● RECORDS FOR THE EXERCISE:
Start of Block

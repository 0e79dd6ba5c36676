//! Kuchikomi Core - ephemeral in-process state for the kuchikomi service.
//!
//! Everything in this crate lives in process memory for the lifetime of the
//! process: nothing is persisted, and nothing is shared across server
//! instances. The crate provides three independent pieces of bounded,
//! time-aware, concurrently accessed state:
//!
//! - [`ExpiringCache`]: a generic key/value cache with a fixed TTL, used to
//!   front slow external metadata lookups. Expiry is enforced lazily on read.
//! - [`SlidingWindowLimiter`]: per-identity admission control over a trailing
//!   time window, guarding the discussion write path against bursts.
//! - [`DiscussionStore`]: capacity-bounded comment threads (with nested
//!   replies) keyed by work + chapter, built on [`BoundedQueue`]. The
//!   [`TrendingIndex`] is a derived, stateless ranking over the store.
//!
//! All structures use interior mutability (`parking_lot`) and are safe to
//! share behind an `Arc` across request handlers.
//!
//! # Deployment constraint
//!
//! The limiter and the cache are only correct when exactly one process owns
//! all state. Running multiple instances behind a load balancer would give
//! each instance its own independent windows and caches.

pub mod cache;
pub mod comment;
pub mod error;
pub mod limiter;
pub mod queue;
pub mod store;
pub mod trending;

pub use cache::ExpiringCache;
pub use comment::{Comment, Reply, MAX_COMMENTS, MAX_REPLIES};
pub use error::StoreError;
pub use limiter::SlidingWindowLimiter;
pub use queue::{BoundedQueue, InsertEnd};
pub use store::DiscussionStore;
pub use trending::{TrendingIndex, TrendingThread};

End of Block

● TASK REQUIREMENTS:
Tally up the lines of the listing containing the word "TrendingIndex". Give only the total.

● RESULT FOR THIS EXERCISE:
2